Speaking at a Gartner forum moderated by journalist Bob Woodward, the two former cyber security czars and a former cyber security chief of staff have all been a part of the constant turnover at the highest levels of the Bush administration's security team.
"There has not been enough investment at the most senior political levels in the administration to make this an important issue," Roger Cressey, the former chief of staff to the president's Critical Infrastructure Protection Board, said.
According to Cressey, "People look at cyber and they say, 'Well, the physical is what we really worry about because that's how people die. Stuff blows up, we have to worry about body bags.' Cyber doesn't do that so, therefore, it's a secondary issue."
He said he didn't disagree with the priority on physical security, but until the White House fully addresses cyber security issues, the private sector isn't likely to follow. He added that he has a "general frustration" that the administration is still in a reactive mode.
"If you don't elevate cyber you're not going to bring all the resources that a White House and an administration can bring to bear on the issue and work with the private sector to get proactive," he said.
Former cyber security chiefs Howard Schmidt and Amit Yoran admitted the Bush administration needs to do more to highlight the potential threats, but they also said it's mostly a private-sector problem.
The White House says 80 percent of the nation's networks are controlled by private enterprise.
"I don't think we will ever solve the problem just like we've never really solved the physical world security problem," Schmidt said. "What gnaws at me is the lack of realization that you could potentially become a victim whether it's a large enterprise, an end user or a small-to-medium enterprise."

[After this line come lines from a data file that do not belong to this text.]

// ── Tests ────────────────────────────────────────────────────────

#[cfg(test)]
mod tests {
    use super::*;
    use bytes::Bytes;
    use std::time::Duration;

    /// Forwards every callback into a channel.
    struct ChannelHandler {
        events: mpsc::UnboundedSender<Event>,
    }

    #[derive(Debug, PartialEq)]
    enum Event {
        Read(Bytes),
        Status(ConnectionStatus),
    }

    impl StreamHandler for ChannelHandler {
        fn on_read(&self, chunk: Bytes) {
            let _ = self.events.send(Event::Read(chunk));
        }

        fn on_status(&self, status: ConnectionStatus, _reason: &str) {
            let _ = self.events.send(Event::Status(status));
        }
    }

    struct ChannelAcceptor {
        handler: Arc<ChannelHandler>,
        streams: mpsc::UnboundedSender<Arc<dyn Stream>>,
    }

    impl AcceptHandler for ChannelAcceptor {
        fn on_accept(&self, stream: Option<Arc<dyn Stream>>) -> Option<Arc<dyn StreamHandler>> {
            let stream = stream?;
            let _ = self.streams.send(stream);
            Some(self.handler.clone())
        }
    }

    fn handler() -> (Arc<ChannelHandler>, mpsc::UnboundedReceiver<Event>) {
        let (events, rx) = mpsc::unbounded_channel();
        (Arc::new(ChannelHandler { events }), rx)
    }

    async fn next_event(rx: &mut mpsc::UnboundedReceiver<Event>) -> Event {
        tokio::time::timeout(Duration::from_secs(5), rx.recv())
            .await
            .expect("timeout")
            .expect("handler dropped")
    }

    #[tokio::test]
    async fn frames_cross_a_loopback_link_in_order() {
        let (server_handler, mut server_events) = handler();
        let (streams_tx, mut streams_rx) = mpsc::unbounded_channel();
        let mut listener = TcpStreamListener::new(LinkConfig::default());
        let addr = listener
            .listen(
                "127.0.0.1:0",
                Arc::new(ChannelAcceptor {
                    handler: server_handler,
                    streams: streams_tx,
                }),
            )
            .await
            .unwrap();

        let (client_handler, mut client_events) = handler();
        let client = TcpLink::connect(&addr.to_string(), LinkConfig::default(), client_handler)
            .await
            .unwrap();

        for i in 0u8..5 {
            assert!(client.send(Frame::from(vec![i; 3])));
        }
        for i in 0u8..5 {
            assert_eq!(
                next_event(&mut server_events).await,
                Event::Read(Bytes::from(vec![i; 3]))
            );
        }

        let server_side = streams_rx.recv().await.unwrap();
        assert!(server_side.send(Frame::from(&b"pong"[..])));
        assert_eq!(
            next_event(&mut client_events).await,
            Event::Read(Bytes::from_static(b"pong"))
        );
    }

    #[tokio::test]
    async fn peer_close_is_reported_once() {
        let (server_handler, mut server_events) = handler();
        let (streams_tx, _streams_rx) = mpsc::unbounded_channel();
        let mut listener = TcpStreamListener::new(LinkConfig::default());
        let addr = listener
            .listen(
                "127.0.0.1:0",
                Arc::new(ChannelAcceptor {
                    handler: server_handler,
                    streams: streams_tx,
                }),
            )
            .await
            .unwrap();

        let (client_handler, _client_events) = handler();
        let client = TcpLink::connect(&addr.to_string(), LinkConfig::default(), client_handler)
            .await
            .unwrap();
        client.close();
        assert!(!client.send(Frame::from(&b"late"[..])));

        assert_eq!(
            next_event(&mut server_events).await,
            Event::Status(ConnectionStatus::Disconnected)
        );
        tokio::time::sleep(Duration::from_millis(50)).await;
        assert!(server_events.try_recv().is_err());
    }

    #[tokio::test]
    async fn full_link_reports_blocked_then_ready() {
        let tcp = TcpListener::bind("127.0.0.1:0").await.unwrap();
        let addr = tcp.local_addr().unwrap();
        let accept = tokio::spawn(async move { tcp.accept().await.unwrap().0 });
        let stream = TcpStream::connect(addr).await.unwrap();
        let _server = accept.await.unwrap();

        let config = LinkConfig {
            capacity: 1,
            ..LinkConfig::default()
        };
        let (link, tasks) = TcpLink::from_tcp(stream, config);
        let (ready_tx, mut ready_rx) = mpsc::unbounded_channel();
        link.on_ready_to_send(move || {
            let _ = ready_tx.send(());
        });

        // Writer not running yet: the single slot fills up.
        assert!(link.send(Frame::from(&b"a"[..])));
        assert!(!link.send(Frame::from(&b"b"[..])));
        assert!(link.is_blocked());

        let (h, _events) = handler();
        tasks.start(h);
        tokio::time::timeout(Duration::from_secs(5), ready_rx.recv())
            .await
            .expect("timeout")
            .expect("callback dropped");
        assert!(!link.is_blocked());
        assert!(link.send(Frame::from(&b"c"[..])));
    }

    #[tokio::test(flavor = "multi_thread", worker_threads = 2)]
    async fn refused_sends_always_get_a_ready_signal() {
        let (server_handler, mut server_events) = handler();
        let (streams_tx, _streams_rx) = mpsc::unbounded_channel();
        let mut listener = TcpStreamListener::new(LinkConfig::default());
        let addr = listener
            .listen(
                "127.0.0.1:0",
                Arc::new(ChannelAcceptor {
                    handler: server_handler,
                    streams: streams_tx,
                }),
            )
            .await
            .unwrap();

        let tight = LinkConfig {
            capacity: 1,
            ..LinkConfig::default()
        };
        let (client_handler, _client_events) = handler();
        let link = TcpLink::connect(&addr.to_string(), tight, client_handler)
            .await
            .unwrap();
        let ready = Arc::new(tokio::sync::Notify::new());
        let signal = Arc::clone(&ready);
        link.on_ready_to_send(move || signal.notify_one());

        // Only the ready callback resumes a refused sender; a lost signal
        // shows up as a timeout.
        const FRAMES: u32 = 2000;
        for i in 0..FRAMES {
            let frame = Frame::from(i.to_be_bytes().to_vec());
            while !link.send(frame.clone()) {
                tokio::time::timeout(Duration::from_secs(5), ready.notified())
                    .await
                    .expect("ready signal lost");
            }
        }
        for i in 0..FRAMES {
            assert_eq!(
                next_event(&mut server_events).await,
                Event::Read(Bytes::from(i.to_be_bytes().to_vec()))
            );
        }
    }
}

Yoran said private enterprise is making progress in addressing cyber security issues but much work still needs to be done.
"To a large extent, the folks running these businesses don't have a good understanding that these new technologies are also introducing vulnerabilities," he said. "Most organizations are willing to make the investment they need to."

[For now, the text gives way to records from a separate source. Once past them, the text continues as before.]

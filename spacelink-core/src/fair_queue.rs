//! Weighted fair-queue index.
//!
//! One input queue per key. Each queue buffers at most one frame (its
//! head), pulled on demand from an external source. Queues are ordered
//! by the virtual finish time of their head frame:
//!
//! ```text
//! finish(head) = start + len(head) / weight
//! start        = finish(previous head)             after a pop
//!              = max(virtual_time, last finish)     when a queue refills
//! ```
//!
//! Ties go to the queue created first. Disabled queues keep their place
//! in the index but are skipped by [`FairQueue::front`].

use std::collections::{BTreeMap, BTreeSet};
use std::time::Duration;

use tracing::warn;

use crate::framer::Frame;

/// Weight used when no other queue exists to average over.
pub const DEFAULT_WEIGHT: f64 = 1.0;

/// Transmit time charged to a zero-weight queue.
const ZERO_WEIGHT_TX_TIME: Duration = Duration::from_secs(1000);
/// Smallest transmit time charged for any frame.
const MIN_TX_TIME: Duration = Duration::from_micros(1);

// ── QueueInfo ────────────────────────────────────────────────────

#[derive(Debug)]
struct QueueInfo {
    weight: f64,
    enabled: bool,
    /// Buffered head frame, pulled from the source.
    head: Option<Frame>,
    /// Virtual finish time of `head`; meaningful only while `head` is set.
    finish: Duration,
    /// Finish time of the most recently popped frame.
    last_finish: Duration,
    /// Creation order, used to break finish-time ties.
    order: u64,
    stats: QueueStats,
}

/// Per-queue counters.
#[derive(Debug, Clone, Copy, Default, PartialEq, Eq)]
pub struct QueueStats {
    pub frames_popped: u64,
    pub bytes_popped: u64,
    /// Times the downstream refused this queue's head.
    pub blocked: u64,
}

// ── FairQueue ────────────────────────────────────────────────────

/// Weighted fair queuing over pull-based per-key sources.
#[derive(Debug)]
pub struct FairQueue<K> {
    queues: BTreeMap<K, QueueInfo>,
    /// Queues holding a head frame, by `(finish, order)`.
    by_finish: BTreeSet<(Duration, u64, K)>,
    virtual_time: Duration,
    next_order: u64,
    zero_weight_warned: bool,
}

impl<K: Ord + Clone + std::fmt::Debug> FairQueue<K> {
    pub fn new() -> Self {
        Self {
            queues: BTreeMap::new(),
            by_finish: BTreeSet::new(),
            virtual_time: Duration::ZERO,
            next_order: 0,
            zero_weight_warned: false,
        }
    }

    // ── Queue management ──────────────────────────────────────────

    /// Register a queue. Returns `false` if one already exists for `key`.
    pub fn add_queue(&mut self, key: K, weight: f64) -> bool {
        if self.queues.contains_key(&key) {
            return false;
        }
        let order = self.next_order;
        self.next_order += 1;
        self.queues.insert(
            key,
            QueueInfo {
                weight: sanitize_weight(weight),
                enabled: true,
                head: None,
                finish: Duration::ZERO,
                last_finish: Duration::ZERO,
                order,
                stats: QueueStats::default(),
            },
        );
        true
    }

    /// Unregister a queue, discarding its buffered head frame.
    pub fn remove_queue(&mut self, key: &K) -> bool {
        match self.queues.remove(key) {
            Some(qi) => {
                if qi.head.is_some() {
                    self.by_finish.remove(&(qi.finish, qi.order, key.clone()));
                }
                true
            }
            None => false,
        }
    }

    pub fn has_queue(&self, key: &K) -> bool {
        self.queues.contains_key(key)
    }

    pub fn num_queues(&self) -> usize {
        self.queues.len()
    }

    pub fn keys(&self) -> impl Iterator<Item = &K> {
        self.queues.keys()
    }

    /// Change a queue's weight. Returns `false` for unknown keys.
    ///
    /// The new weight applies from the next head frame on, except for a
    /// queue leaving zero weight: its head is re-timed from the current
    /// virtual time so it does not sit out the zero-weight penalty.
    pub fn set_weight(&mut self, key: &K, weight: f64) -> bool {
        let weight = sanitize_weight(weight);
        let virtual_time = self.virtual_time;
        let Some(qi) = self.queues.get_mut(key) else {
            return false;
        };
        let old_weight = qi.weight;
        qi.weight = weight;

        if old_weight == 0.0 && weight > 0.0 && qi.head.is_some() {
            self.by_finish.remove(&(qi.finish, qi.order, key.clone()));
            let len = qi.head.as_ref().map_or(0, Frame::len);
            qi.finish = virtual_time.saturating_add(tx_time(len, weight));
            self.by_finish.insert((qi.finish, qi.order, key.clone()));
        }
        true
    }

    pub fn weight(&self, key: &K) -> Option<f64> {
        self.queues.get(key).map(|qi| qi.weight)
    }

    /// Mean weight over all queues, or [`DEFAULT_WEIGHT`] when there are none.
    pub fn avg_weight(&self) -> f64 {
        if self.queues.is_empty() {
            return DEFAULT_WEIGHT;
        }
        let sum: f64 = self.queues.values().map(|qi| qi.weight).sum();
        sum / self.queues.len() as f64
    }

    pub fn enable(&mut self, key: &K) -> bool {
        match self.queues.get_mut(key) {
            Some(qi) => {
                qi.enabled = true;
                true
            }
            None => false,
        }
    }

    pub fn disable(&mut self, key: &K) -> bool {
        match self.queues.get_mut(key) {
            Some(qi) => {
                qi.enabled = false;
                true
            }
            None => false,
        }
    }

    pub fn is_enabled(&self, key: &K) -> Option<bool> {
        self.queues.get(key).map(|qi| qi.enabled)
    }

    pub fn stats(&self, key: &K) -> Option<QueueStats> {
        self.queues.get(key).map(|qi| qi.stats)
    }

    pub fn record_blocked(&mut self, key: &K) {
        if let Some(qi) = self.queues.get_mut(key) {
            qi.stats.blocked += 1;
        }
    }

    // ── Scheduling ────────────────────────────────────────────────

    /// Tell the index that `key`'s source may have data.
    ///
    /// If the queue has no buffered head, one frame is pulled from
    /// `pull` and timed from the current virtual time. A queue that
    /// already holds a head keeps its finish time. Returns whether the
    /// queue now holds a head frame.
    pub fn notify_push_front<F>(&mut self, key: &K, pull: F) -> bool
    where
        F: FnOnce(&K) -> Option<Frame>,
    {
        let virtual_time = self.virtual_time;
        let Some(qi) = self.queues.get_mut(key) else {
            return false;
        };
        if qi.head.is_some() {
            return true;
        }
        let Some(frame) = pull(key) else {
            return false;
        };

        let start = virtual_time.max(qi.last_finish);
        let charge = charge(key, qi.weight, frame.len(), &mut self.zero_weight_warned);
        qi.finish = start.saturating_add(charge);
        qi.head = Some(frame);
        self.by_finish.insert((qi.finish, qi.order, key.clone()));
        true
    }

    /// The enabled queue with the smallest finish time, and its head.
    pub fn front(&self) -> Option<(&K, &Frame)> {
        self.by_finish.iter().find_map(|(_, _, key)| {
            let qi = self.queues.get(key)?;
            if !qi.enabled {
                return None;
            }
            qi.head.as_ref().map(|frame| (key, frame))
        })
    }

    /// Remove and return `key`'s head frame, refilling from `pull`.
    ///
    /// Advances the global virtual time to the popped frame's finish
    /// time and times the next head from there.
    pub fn pop<F>(&mut self, key: &K, pull: F) -> Option<Frame>
    where
        F: FnOnce(&K) -> Option<Frame>,
    {
        let qi = self.queues.get_mut(key)?;
        let frame = qi.head.take()?;
        self.by_finish.remove(&(qi.finish, qi.order, key.clone()));

        let finish = qi.finish;
        qi.last_finish = finish;
        qi.stats.frames_popped += 1;
        qi.stats.bytes_popped += frame.len() as u64;
        self.virtual_time = self.virtual_time.max(finish);

        if let Some(next) = pull(key) {
            let charge = charge(key, qi.weight, next.len(), &mut self.zero_weight_warned);
            qi.finish = finish.saturating_add(charge);
            qi.head = Some(next);
            self.by_finish.insert((qi.finish, qi.order, key.clone()));
        }
        Some(frame)
    }

    /// `true` when no queue holds a head frame, enabled or not.
    pub fn is_empty(&self) -> bool {
        self.by_finish.is_empty()
    }

    /// Number of queues holding a head frame.
    pub fn backlogged(&self) -> usize {
        self.by_finish.len()
    }

    pub fn virtual_time(&self) -> Duration {
        self.virtual_time
    }

    pub fn finish_time(&self, key: &K) -> Option<Duration> {
        self.queues
            .get(key)
            .filter(|qi| qi.head.is_some())
            .map(|qi| qi.finish)
    }
}

impl<K: Ord + Clone + std::fmt::Debug> Default for FairQueue<K> {
    fn default() -> Self {
        Self::new()
    }
}

/// Virtual transmit time for `len` bytes on a queue of `weight`.
fn charge<K: std::fmt::Debug>(key: &K, weight: f64, len: usize, warned: &mut bool) -> Duration {
    if weight == 0.0 && !*warned {
        *warned = true;
        warn!(?key, "fair queue encountered zero weight");
    }
    tx_time(len, weight)
}

fn sanitize_weight(weight: f64) -> f64 {
    if weight.is_finite() && weight > 0.0 {
        weight
    } else {
        0.0
    }
}

fn tx_time(len: usize, weight: f64) -> Duration {
    if weight <= 0.0 {
        return ZERO_WEIGHT_TX_TIME;
    }
    Duration::try_from_secs_f64(len as f64 / weight)
        .unwrap_or(ZERO_WEIGHT_TX_TIME)
        .max(MIN_TX_TIME)
}

// ── Tests ────────────────────────────────────────────────────────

Cressey called phishing attacks, viruses and ID theft a convergence creating a "perfect storm" in cyberspace.
"I agree that government can't solve it, but government has to play a strong role in providing leadership and direction and identifying the priorities," Cressey said. "Don't confuse activity with achievement. The question is what is the output? We haven't taken a lot of the good work done early on and translated that into a road map to achieve specific steps."

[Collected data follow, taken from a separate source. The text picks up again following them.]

//! Process-wide services shared by the registry and the scheduler.
//!
//! A single [`SpaceContext`] is built at startup and handed to every
//! component that needs the main strand, the clock or the stop flag.

use std::sync::atomic::{AtomicBool, Ordering};
use std::sync::{Arc, Mutex};
use std::time::Instant;

use tokio::task::JoinHandle;
use tracing::info;

use crate::strand::Strand;

/// Shared context for one space-server process.
#[derive(Debug)]
pub struct SpaceContext {
    /// Numeric id of this space server.
    server_id: u32,
    stopped: AtomicBool,
    main_strand: Strand,
    main_worker: Mutex<Option<JoinHandle<()>>>,
}

impl SpaceContext {
    /// Build a context and spawn its main strand.
    ///
    /// Must be called from within a tokio runtime.
    pub fn new(server_id: u32) -> Arc<Self> {
        let (main_strand, worker) = Strand::spawn("main");
        Arc::new(Self {
            server_id,
            stopped: AtomicBool::new(false),
            main_strand,
            main_worker: Mutex::new(Some(worker)),
        })
    }

    pub fn server_id(&self) -> u32 {
        self.server_id
    }

    /// The strand on which registry bookkeeping runs.
    pub fn main_strand(&self) -> &Strand {
        &self.main_strand
    }

    pub fn now(&self) -> Instant {
        Instant::now()
    }

    pub fn is_stopped(&self) -> bool {
        self.stopped.load(Ordering::SeqCst)
    }

    /// Mark the process as stopping.
    ///
    /// Components refuse new work once this is set. Returns `false` if
    /// the context was already stopped.
    pub fn stop(&self) -> bool {
        let first = !self.stopped.swap(true, Ordering::SeqCst);
        if first {
            info!(server_id = self.server_id, "space context stopping");
        }
        first
    }

    /// Stop the main strand after its queued work and wait for it.
    pub async fn join(&self) {
        self.main_strand.stop();
        let worker = self.main_worker.lock().ok().and_then(|mut w| w.take());
        if let Some(worker) = worker {
            let _ = worker.await;
        }
    }
}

Cressey also said that both the government and the private sector need to focus less on "cyber terrorism" concerns and more on threats to e-commerce.
"The problem is that people look at cyber terrorism as sexy, but, really, everyone is taking advantage of the same vulnerabilities," he said. "Don't worry about the terrorism aspects of this, worry about how to deal with the threats and vulnerabilities that exist and how do we mitigate this."